Quali sono, a suo giudizio, le cause principali dell’abbassamento della partecipazione?
«È una combinazione di fattori. La campagna elettorale è stata troppo lunga, più di un anno, ed è arrivata completamente sfiancata all’ultimo mese. Una campagna fiacca, senza più nulla da dire. E come in qualsiasi mercato, se non fai propaganda, se non comunichi, nessuno “compra”, cioè nessuno vota».
C’è anche una responsabilità politica diretta?
«Certamente. Se ai politici fosse davvero importato della partecipazione, avrebbero fatto un election day, avrebbero accorpato le regioni e anticipato il voto a fine settembre, non a fine novembre. A settembre sarebbe andata a votare molta più gente, soprattutto gli anziani. Il 23-24 novembre, con il freddo, in una regione del Nord, non è una scelta neutra».
Esiste però anche un fattore strutturale di disaffezione?
«Sì, ed è fisiologico fino a un certo punto. In tutte le democrazie c’è un 20-25% che non vota per protesta o disinteresse. Quando vota il 95% c’è quasi da preoccuparsi, il famoso voto bulgaro. Il problema è che noi siamo passati dal 70-75% al 50%. E non offriamo nessuno strumento per facilitare il voto: niente voto anticipato, niente voto elettronico, niente voto postale. In Norvegia si poteva votare per due mesi. Da noi, nulla».
Sul piano politico, ci sono state sorprese nei risultati?
«Rispetto ad alcuni sondaggi sì: il centrosinistra ha fatto peggio, posizionandosi sotto il 30%. In alcuni capoluoghi è andata sopra, ma molto distante dal centrodestra.

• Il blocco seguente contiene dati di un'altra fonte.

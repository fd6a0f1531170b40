//! Crop circuit: every result sample equals the source sample at the same
//! position shifted by `(start_y, start_x)`. Channel-wise equality, no
//! tolerance. A zero-sized result is a valid (degenerate) crop, used for
//! tiles that miss the crop rectangle entirely.

use zkimg_core::params::names::*;
use zkimg_core::{CircuitParams, ColorSpace, Deadline, Dimensions, InputError, PixelMatrix, Rect, TransformKind};

use super::commitment_constraints;
use crate::error::ProofGenerationError;

#[derive(Debug, Clone, Copy, PartialEq, Eq, Hash)]
pub struct CropShape {
    pub orig: Dimensions,
    pub new: Dimensions,
    pub start_x: u32,
    pub start_y: u32,
    pub color: ColorSpace,
}

impl CropShape {
    pub fn from_params(params: &CircuitParams) -> Result<Self, InputError> {
        let kind = TransformKind::Crop;
        let orig = Dimensions::new(params.require(kind, ORIG_WIDTH)?, params.require(kind, ORIG_HEIGHT)?);
        let new = Dimensions::new(params.require(kind, NEW_WIDTH)?, params.require(kind, NEW_HEIGHT)?);
        let start_x = params.require(kind, START_X)?;
        let start_y = params.require(kind, START_Y)?;
        let channels = params.require(kind, CHANNELS)?;

        let invalid = |reason: String| InputError::InvalidParameters {
            kind: kind.to_string(),
            reason,
        };
        let color = ColorSpace::from_channels(channels)
            .ok_or_else(|| invalid(format!("channels must be 1 or 3, got {channels}")))?;
        if orig.is_empty() {
            return Err(invalid(format!("source {orig} is empty")));
        }
        let shape = Self {
            orig,
            new,
            start_x,
            start_y,
            color,
        };
        let fits = start_x.checked_add(new.width).is_some()
            && start_y.checked_add(new.height).is_some()
            && Rect::full(orig).contains(&shape.region());
        if !fits {
            return Err(InputError::CropOutOfBounds {
                x: start_x,
                y: start_y,
                width: new.width,
                height: new.height,
                source_width: orig.width,
                source_height: orig.height,
            });
        }
        Ok(shape)
    }

    pub fn params(&self) -> CircuitParams {
        CircuitParams::new()
            .with(ORIG_WIDTH, self.orig.width)
            .with(ORIG_HEIGHT, self.orig.height)
            .with(NEW_WIDTH, self.new.width)
            .with(NEW_HEIGHT, self.new.height)
            .with(START_X, self.start_x)
            .with(START_Y, self.start_y)
            .with(CHANNELS, self.color.channels())
    }

    /// The kept rectangle in source coordinates.
    pub fn region(&self) -> Rect {
        Rect::new(self.start_x, self.start_y, self.new.width, self.new.height)
    }

    pub fn estimated_constraints(&self) -> u64 {
        let channels = u64::from(self.color.channels());
        self.new.pixel_count() as u64 * channels
            + commitment_constraints(self.orig, self.color)
            + commitment_constraints(self.new, self.color)
    }

    pub fn synthesize(&self, pre: &PixelMatrix) -> Result<PixelMatrix, InputError> {
        pre.region(self.region())
    }

    pub fn check(&self, pre: &PixelMatrix, post: &PixelMatrix, deadline: Deadline) -> Result<(), ProofGenerationError> {
        let channels = self.color.channels();
        for y in 0..self.new.height {
            if deadline.expired() {
                return Err(ProofGenerationError::Timeout);
            }
            for x in 0..self.new.width {
                for c in 0..channels {
                    if post.sample(x, y, c) != pre.sample(x + self.start_x, y + self.start_y, c) {
                        return Err(ProofGenerationError::UnsatisfiedConstraint {
                            circuit: "crop",
                            constraint: "equality",
                            x,
                            y,
                            channel: c,
                        });
                    }
                }
            }
        }
        Ok(())
    }
}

Poi ci sono casi isolati come Padova e Venezia dove la coalizione per Manildo è praticamente allineata a quella per Stefani».
C’è una correlazione tra affluenza e voto al centrosinistra, Padova mostra la partecipazione al voto più elevata della regione, seguita da Venezia.
«Qualcosa sì. Dove si vota di più, il centrosinistra tende ad andare leggermente meglio. Ma non parlerei di rivoluzioni. Il centrodestra è sostanzialmente allineato alle sue performance storiche».
Quindi su quel versante nessuna sorpresa...
«In realtà c’è stato un altro errore macroscopico dei sondaggi, meno evidenziato: hanno restituito un quadro falsato dei rapporti interni al centrodestra. Il confronto Lega–Fratelli d’Italia è stato letto male. Chi pensava ad un sorpasso di Fratelli d'Italia non ha colto la reale dinamica del voto. E va sottolineato che il risultato schiacciante della Lega (circa il doppio rispetto a FdL ndr) è legato essenzialmente alla mole di dati drenati dalla figura di Luca Zaia. Quindi dipende da lui. Ciò detto resta la considerazione di base: i dati mostrano uno spostamenti di consenso che i sondaggi non hanno saputo intercettare».
Quindi il problema non è solo chi vince, ma come si distribuisce il consenso?
«La cosa interessante è l’estrema intercambiabilità del voto nel centrodestra. Lo stesso elettore passa da Forza Italia alla Lega, poi a Fratelli d’Italia, poi ritorna. Votano quasi come se scegliessero correnti di uno stesso blocco politico, pur con differenze ideologiche reali. Questo garantisce al centrodestra una tenuta strutturale che il centrosinistra non ha».
Che lettura dà del risultato complessivo del centrodestra?
«Non parlerei di scosse telluriche. Siamo sui livelli delle precedenti regionali: nel 2015 era oltre il 60%, nel 2010 al 61%. Qui Siamo attorno al 64%».
E il voto di protesta?
«La Lista Szumski è un esempio, con il suo 5%, qui sono confluiti vari mal di pancia: no vax, protesta radicale, frange estreme. Lì votano quasi tutti, mentre altrove molti restano a casa. Questo gonfia percentualità che però non rappresentano un consenso strutturale».
Che Veneto esce da questo voto?
«Un Veneto stanco. E anche vecchio. La partecipazione giovanile è bassissima, e non per caso: sono pochi e sanno di contare poco, quindi se ne stanno a casa. È un elettorato che si sente irrilevante. E questo è un dato politico».
Una regione che non si riconosce più nella politica?
«Direi un Veneto disallineato, affaticato, che vota più per rassegnazione o per difesa, più che per convinzione».